What you have to do: Determine how many lines in the records hold "pending", then give that number by itself.

_ _ _ _

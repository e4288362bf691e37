//! Note splitting
//!
//! The game format stores a duration on each note-on. Standard MIDI needs a
//! matching note-off, so every note-on with a duration gets a note-off (same
//! status byte, velocity 0) at `on + duration`, placed before the first later
//! event at or after that tick.
//!
//! Note-offs are sorted once and merged into the event list, which yields the
//! same order as inserting them one by one.

use crate::smf::{recompute_deltas, ChannelMessage, TrackEvent};

/// Insert note-offs and recompute deltas.
///
/// `events` must be sorted by absolute time with the end-of-track event last.
/// Note-offs beyond the end push the end-of-track later unless
/// `clamp_to_end` is set, in which case they are pulled back to the end.
pub fn split_notes(events: Vec<TrackEvent>, clamp_to_end: bool) -> Vec<TrackEvent> {
    let end_time = events
        .last()
        .filter(|event| event.is_end_of_track())
        .map(|event| event.absolute_time);

    let mut note_offs: Vec<TrackEvent> = events
        .iter()
        .filter(|event| {
            event.message() == Some(ChannelMessage::NoteOn) && event.duration_time > 0
        })
        .filter_map(|event| {
            let &key = event.contents.first()?;
            let mut shutoff = event.absolute_time.saturating_add(event.duration_time);
            if let (true, Some(end)) = (clamp_to_end, end_time) {
                shutoff = shutoff.min(end);
            }
            Some(TrackEvent::channel(shutoff, event.event_type, &[key, 0]))
        })
        .collect();
    // Stable, so notes ending together keep their note-on order
    note_offs.sort_by_key(|event| event.absolute_time);

    let mut out = Vec::with_capacity(events.len() + note_offs.len());
    let mut pending = note_offs.into_iter().peekable();

    for mut event in events {
        if event.is_end_of_track() {
            for off in pending.by_ref() {
                event.absolute_time = event.absolute_time.max(off.absolute_time);
                out.push(off);
            }
        } else {
            while let Some(off) = pending.next_if(|off| off.absolute_time <= event.absolute_time) {
                out.push(off);
            }
        }
        out.push(event);
    }
    out.extend(pending);

    recompute_deltas(&mut out);
    out
}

_ _ _ _

Solved exercise: 4